Doorstep Interview - Industrial Relations

Doorstep Interview - Industrial Relations

There's some really serious questions that Labor needs to answer this week and so far they haven't resolved any of them. Each-way-Albo told us last week that he had a plan for the industrial relations future of this country, he didn't tell us that it would have cost a $20 billion tax.  

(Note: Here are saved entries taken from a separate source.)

//! RGBA colors and host color-string parsing

use std::fmt;
use std::str::FromStr;

use serde::{Deserialize, Serialize};

/// RGBA color with components in 0.0-1.0.
#[derive(Debug, Clone, Copy, PartialEq, Serialize, Deserialize)]
pub struct Color {
    pub r: f32,
    pub g: f32,
    pub b: f32,
    pub a: f32,
}

impl Color {
    pub const WHITE: Self = Self::rgb(1.0, 1.0, 1.0);
    pub const BLACK: Self = Self::rgb(0.0, 0.0, 0.0);

    pub const fn new(r: f32, g: f32, b: f32, a: f32) -> Self {
        Self { r, g, b, a }
    }

    pub const fn rgb(r: f32, g: f32, b: f32) -> Self {
        Self::new(r, g, b, 1.0)
    }

    /// Creates an opaque color from a `0xRRGGBB` value.
    pub fn from_hex(hex: u32) -> Self {
        Self::rgb(
            ((hex >> 16) & 0xFF) as f32 / 255.0,
            ((hex >> 8) & 0xFF) as f32 / 255.0,
            (hex & 0xFF) as f32 / 255.0,
        )
    }

    pub fn to_array(&self) -> [f32; 4] {
        [self.r, self.g, self.b, self.a]
    }

    pub fn to_rgb(&self) -> [f32; 3] {
        [self.r, self.g, self.b]
    }

    /// Converts to 8-bit sRGB components.
    pub fn to_rgba8(&self) -> [u8; 4] {
        let q = |v: f32| (v.clamp(0.0, 1.0) * 255.0).round() as u8;
        [q(self.r), q(self.g), q(self.b), q(self.a)]
    }

    /// Converts the sRGB components to linear light (alpha unchanged).
    pub fn to_linear(&self) -> Self {
        let lin = |v: f32| {
            if v <= 0.04045 {
                v / 12.92
            } else {
                ((v + 0.055) / 1.055).powf(2.4)
            }
        };
        Self::new(lin(self.r), lin(self.g), lin(self.b), self.a)
    }

    pub fn from_rgba8(rgba: [u8; 4]) -> Self {
        Self::new(
            rgba[0] as f32 / 255.0,
            rgba[1] as f32 / 255.0,
            rgba[2] as f32 / 255.0,
            rgba[3] as f32 / 255.0,
        )
    }

    /// Parses a host color string.
    ///
    /// Accepts `#rgb`, `#rrggbb`, `#rrggbbaa`, `rgb(r, g, b)` and
    /// `rgba(r, g, b, a)` where the channels are 0-255 and alpha is 0.0-1.0.
    pub fn parse(input: &str) -> Result<Self, ColorParseError> {
        let s = input.trim();
        if let Some(hex) = s.strip_prefix('#') {
            return parse_hex(hex).ok_or_else(|| ColorParseError(input.to_string()));
        }

        let lower = s.to_ascii_lowercase();
        let (body, has_alpha) = if let Some(rest) = lower.strip_prefix("rgba(") {
            (rest, true)
        } else if let Some(rest) = lower.strip_prefix("rgb(") {
            (rest, false)
        } else {
            return Err(ColorParseError(input.to_string()));
        };

        let body = body
            .strip_suffix(')')
            .ok_or_else(|| ColorParseError(input.to_string()))?;
        let parts: Vec<&str> = body.split(',').map(str::trim).collect();
        let expected = if has_alpha { 4 } else { 3 };
        if parts.len() != expected {
            return Err(ColorParseError(input.to_string()));
        }

        let channel = |p: &str| -> Result<f32, ColorParseError> {
            p.parse::<u8>()
                .map(|v| v as f32 / 255.0)
                .map_err(|_| ColorParseError(input.to_string()))
        };

        let r = channel(parts[0])?;
        let g = channel(parts[1])?;
        let b = channel(parts[2])?;
        let a = if has_alpha {
            let a = parts[3]
                .parse::<f32>()
                .map_err(|_| ColorParseError(input.to_string()))?;
            if !(0.0..=1.0).contains(&a) {
                return Err(ColorParseError(input.to_string()));
            }
            a
        } else {
            1.0
        };

        Ok(Self::new(r, g, b, a))
    }

    /// Formats as `#rrggbb` (or `#rrggbbaa` when translucent).
    pub fn to_hex_string(&self) -> String {
        let [r, g, b, a] = self.to_rgba8();
        if a == 255 {
            format!("#{:02x}{:02x}{:02x}", r, g, b)
        } else {
            format!("#{:02x}{:02x}{:02x}{:02x}", r, g, b, a)
        }
    }
}

fn parse_hex(hex: &str) -> Option<Color> {
    if !hex.chars().all(|c| c.is_ascii_hexdigit()) {
        return None;
    }
    let byte = |i: usize| u8::from_str_radix(&hex[i..i + 2], 16).ok();
    match hex.len() {
        3 => {
            let nibble = |i: usize| u8::from_str_radix(&hex[i..i + 1], 16).ok().map(|v| v * 17);
            Some(Color::from_rgba8([nibble(0)?, nibble(1)?, nibble(2)?, 255]))
        }
        6 => Some(Color::from_rgba8([byte(0)?, byte(2)?, byte(4)?, 255])),
        8 => Some(Color::from_rgba8([byte(0)?, byte(2)?, byte(4)?, byte(6)?])),
        _ => None,
    }
}

impl Default for Color {
    fn default() -> Self {
        Self::WHITE
    }
}

impl FromStr for Color {
    type Err = ColorParseError;

    fn from_str(s: &str) -> Result<Self, Self::Err> {
        Self::parse(s)
    }
}

impl fmt::Display for Color {
    fn fmt(&self, f: &mut fmt::Formatter<'_>) -> fmt::Result {
        f.write_str(&self.to_hex_string())
    }
}

/// A color string that could not be parsed.
#[derive(Debug, Clone, PartialEq, thiserror::Error)]
#[error("invalid color string: {0:?}")]
pub struct ColorParseError(pub String);
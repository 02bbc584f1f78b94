//! Cancellable per-frame scheduling
//!
//! The host owns the display-refresh callback and calls
//! [`RenderLoop::tick`] once per refresh. The loop decides whether that tick
//! does anything: only a started, not yet cancelled loop runs its frame
//! closure.

use std::sync::Arc;
use std::sync::atomic::{AtomicBool, Ordering};

/// Scheduler state. `Cancelled` is terminal.
#[derive(Debug, Clone, Copy, PartialEq, Eq)]
pub enum LoopState {
    Idle,
    Running,
    Cancelled,
}

/// Render loop errors
#[derive(Debug, Clone, PartialEq, Eq, thiserror::Error)]
pub enum LoopError {
    #[error("render loop already started")]
    AlreadyStarted,
    #[error("render loop was cancelled")]
    Cancelled,
}

/// Observer token for a running loop.
///
/// Clones share the same flag, so the host can check it from its refresh
/// callback (for instance to decide whether to request another repaint).
#[derive(Debug, Clone)]
pub struct RenderLoopHandle {
    active: Arc<AtomicBool>,
}

impl RenderLoopHandle {
    pub fn is_active(&self) -> bool {
        self.active.load(Ordering::Acquire)
    }

    /// Stops the loop; the owning [`RenderLoop`] runs no tick after this.
    pub fn cancel(&self) {
        self.active.store(false, Ordering::Release);
    }
}

/// Single-use frame scheduler.
#[derive(Debug)]
pub struct RenderLoop {
    state: LoopState,
    active: Arc<AtomicBool>,
    ticks: u64,
}

impl RenderLoop {
    pub fn new() -> Self {
        Self {
            state: LoopState::Idle,
            active: Arc::new(AtomicBool::new(false)),
            ticks: 0,
        }
    }

    /// Moves `Idle -> Running` and hands out the loop's token.
    pub fn start(&mut self) -> Result<RenderLoopHandle, LoopError> {
        match self.state {
            LoopState::Idle => {
                self.state = LoopState::Running;
                self.active.store(true, Ordering::Release);
                tracing::debug!("Render loop started");
                Ok(RenderLoopHandle {
                    active: Arc::clone(&self.active),
                })
            }
            LoopState::Running => Err(LoopError::AlreadyStarted),
            LoopState::Cancelled => Err(LoopError::Cancelled),
        }
    }

    /// Moves to `Cancelled`. Returns true if the loop was running.
    ///
    /// No tick runs after this returns, including ticks the host had
    /// already queued.
    pub fn cancel(&mut self) -> bool {
        let was_running = self.state == LoopState::Running;
        self.active.store(false, Ordering::Release);
        if self.state != LoopState::Cancelled {
            self.state = LoopState::Cancelled;
            tracing::debug!("Render loop cancelled after {} ticks", self.ticks);
        }
        was_running
    }

    /// Runs `frame` if the loop is running. Returns true if it ran.
    pub fn tick<F: FnOnce(u64)>(&mut self, frame: F) -> bool {
        if self.state != LoopState::Running {
            return false;
        }
        if !self.active.load(Ordering::Acquire) {
            // Cancelled through a handle
            self.state = LoopState::Cancelled;
            return false;
        }
        frame(self.ticks);
        self.ticks += 1;
        true
    }

    pub fn state(&self) -> LoopState {
        self.state
    }

    pub fn is_running(&self) -> bool {
        self.state == LoopState::Running && self.active.load(Ordering::Acquire)
    }

    /// Number of ticks that ran.
    pub fn ticks(&self) -> u64 {
        self.ticks
    }
}

impl Default for RenderLoop {
    fn default() -> Self {
        Self::new()
    }
}
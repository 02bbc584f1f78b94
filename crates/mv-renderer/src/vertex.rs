//! Vertex types

use bytemuck::{Pod, Zeroable};

/// Vertex with position and normal.
#[repr(C)]
#[derive(Debug, Clone, Copy, Pod, Zeroable, PartialEq)]
pub struct MeshVertex {
    pub position: [f32; 3],
    pub normal: [f32; 3],
}

impl MeshVertex {
    const ATTRIBUTES: [wgpu::VertexAttribute; 2] =
        wgpu::vertex_attr_array![0 => Float32x3, 1 => Float32x3];

    pub fn new(position: [f32; 3], normal: [f32; 3]) -> Self {
        Self { position, normal }
    }

    /// Vertex buffer layout matching `mesh.wgsl`.
    pub fn layout() -> wgpu::VertexBufferLayout<'static> {
        wgpu::VertexBufferLayout {
            array_stride: std::mem::size_of::<MeshVertex>() as wgpu::BufferAddress,
            step_mode: wgpu::VertexStepMode::Vertex,
            attributes: &Self::ATTRIBUTES,
        }
    }
}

Yesterday Sally McManus and the ACTU let  another cat out of the bag and that is that Labor's plan to deal with the casualisation of the workforce would result in the forcible taking of 25% of the  wages of casual employees subject to their plan. When are you going to come clean Mr Albanese? When are you going to come clean black-hole-Burke? Labor say they are going to stand in the way  of the reforms the Coalition have put forward to this Parliament to provide a fairer deal for all  Australians in the industrial relations landscape, they say they'll stand in the way of providing  the option for people, if they choose to, leaving power in the hands of working  people - they say they'll stand in the way of giving them the right to be able to choose  whether or not to convert from casual to part-time or full-time permanent work. They say  they will stand in the way and block reforms to stop wage theft and make it a criminal offence  here in this country, they stand in the way of protecting vulnerable workers who face the theft  of their wages. They say they'll stand in the way of making the economic reform necessary to get  the bloke who's been on the unemployment queue and desperately wants to get back on the job the  chance he needs to have the dignity of work once more. It's not enough for Labor to just say no  deal when their plan has hidden traps that would take away the wages of casual workers to the tune  of an average of $7,900 a year, or $153 a week, they need to look the single mother who's working  casual and trying to make ends meet - look her in the eye and tell her why she should be $7,900 worse off on average, and they need to look the bloke in the  unemployment queue, who's been doing his very best to get a job, in the eye, look him  in the eye and say why they're going to preference their mates in the union movement  over that bloke's right to get back to work. It's not on and each-way-Albo cannot get away with refusing to come clean on their real plan for getting Australians back to work, because the fact is they just don't have one.